Using the material below, copy every line where "impl" appears.

==== Information shown

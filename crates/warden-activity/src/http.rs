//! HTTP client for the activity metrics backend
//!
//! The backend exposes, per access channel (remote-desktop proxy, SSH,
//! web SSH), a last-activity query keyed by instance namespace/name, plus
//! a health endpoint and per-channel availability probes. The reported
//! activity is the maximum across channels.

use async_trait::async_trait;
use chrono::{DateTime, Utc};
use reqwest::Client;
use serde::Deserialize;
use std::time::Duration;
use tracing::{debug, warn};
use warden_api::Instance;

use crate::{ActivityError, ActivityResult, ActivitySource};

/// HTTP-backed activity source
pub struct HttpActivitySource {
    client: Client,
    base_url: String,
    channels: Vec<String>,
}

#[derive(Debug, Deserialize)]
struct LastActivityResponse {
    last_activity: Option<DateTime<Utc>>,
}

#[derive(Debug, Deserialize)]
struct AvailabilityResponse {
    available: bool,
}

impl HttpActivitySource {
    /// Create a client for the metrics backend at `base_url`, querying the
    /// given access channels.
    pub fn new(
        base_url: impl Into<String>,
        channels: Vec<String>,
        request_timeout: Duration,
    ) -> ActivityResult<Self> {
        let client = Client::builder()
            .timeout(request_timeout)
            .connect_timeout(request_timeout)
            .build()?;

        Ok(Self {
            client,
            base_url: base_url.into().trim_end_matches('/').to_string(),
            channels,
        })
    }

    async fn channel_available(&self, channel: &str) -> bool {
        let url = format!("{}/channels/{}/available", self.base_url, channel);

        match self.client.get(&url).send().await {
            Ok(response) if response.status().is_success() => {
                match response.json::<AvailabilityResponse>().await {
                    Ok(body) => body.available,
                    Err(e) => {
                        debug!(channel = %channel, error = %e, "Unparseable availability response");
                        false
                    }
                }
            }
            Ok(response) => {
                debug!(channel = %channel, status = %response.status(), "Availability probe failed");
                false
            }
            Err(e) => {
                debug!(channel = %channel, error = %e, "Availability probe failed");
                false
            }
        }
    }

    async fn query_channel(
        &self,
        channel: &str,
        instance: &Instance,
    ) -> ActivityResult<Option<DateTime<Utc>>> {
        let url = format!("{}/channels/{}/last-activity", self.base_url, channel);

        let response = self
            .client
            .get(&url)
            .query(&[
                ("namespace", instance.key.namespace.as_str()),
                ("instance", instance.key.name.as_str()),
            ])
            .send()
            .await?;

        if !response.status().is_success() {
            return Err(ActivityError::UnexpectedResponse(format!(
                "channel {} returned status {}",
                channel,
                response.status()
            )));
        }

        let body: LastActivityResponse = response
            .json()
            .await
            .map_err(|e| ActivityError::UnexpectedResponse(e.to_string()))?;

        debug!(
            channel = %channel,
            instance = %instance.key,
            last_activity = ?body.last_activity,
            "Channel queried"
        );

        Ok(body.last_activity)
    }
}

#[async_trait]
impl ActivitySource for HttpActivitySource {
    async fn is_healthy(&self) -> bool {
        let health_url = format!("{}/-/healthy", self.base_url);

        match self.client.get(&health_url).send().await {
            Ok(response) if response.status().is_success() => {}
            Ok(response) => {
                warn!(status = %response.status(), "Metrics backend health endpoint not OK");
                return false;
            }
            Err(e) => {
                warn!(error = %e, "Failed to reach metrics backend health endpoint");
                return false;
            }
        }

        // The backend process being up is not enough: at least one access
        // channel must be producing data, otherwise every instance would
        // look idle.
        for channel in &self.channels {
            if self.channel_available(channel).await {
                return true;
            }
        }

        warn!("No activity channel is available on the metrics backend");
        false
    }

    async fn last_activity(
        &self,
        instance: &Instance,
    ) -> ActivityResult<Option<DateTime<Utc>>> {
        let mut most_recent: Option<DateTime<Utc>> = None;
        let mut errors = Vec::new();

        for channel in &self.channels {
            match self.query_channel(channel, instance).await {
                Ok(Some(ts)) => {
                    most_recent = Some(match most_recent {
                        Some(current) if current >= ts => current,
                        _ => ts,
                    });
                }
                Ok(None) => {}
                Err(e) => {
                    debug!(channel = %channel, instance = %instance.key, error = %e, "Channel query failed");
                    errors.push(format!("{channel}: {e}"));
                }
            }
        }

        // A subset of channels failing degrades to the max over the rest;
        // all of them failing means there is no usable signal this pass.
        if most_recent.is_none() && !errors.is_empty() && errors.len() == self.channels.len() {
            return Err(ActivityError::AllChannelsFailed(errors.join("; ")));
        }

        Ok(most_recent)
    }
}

========

> **Result of this task**
impl HttpActivitySource {
        base_url: impl Into<String>,
impl ActivitySource for HttpActivitySource {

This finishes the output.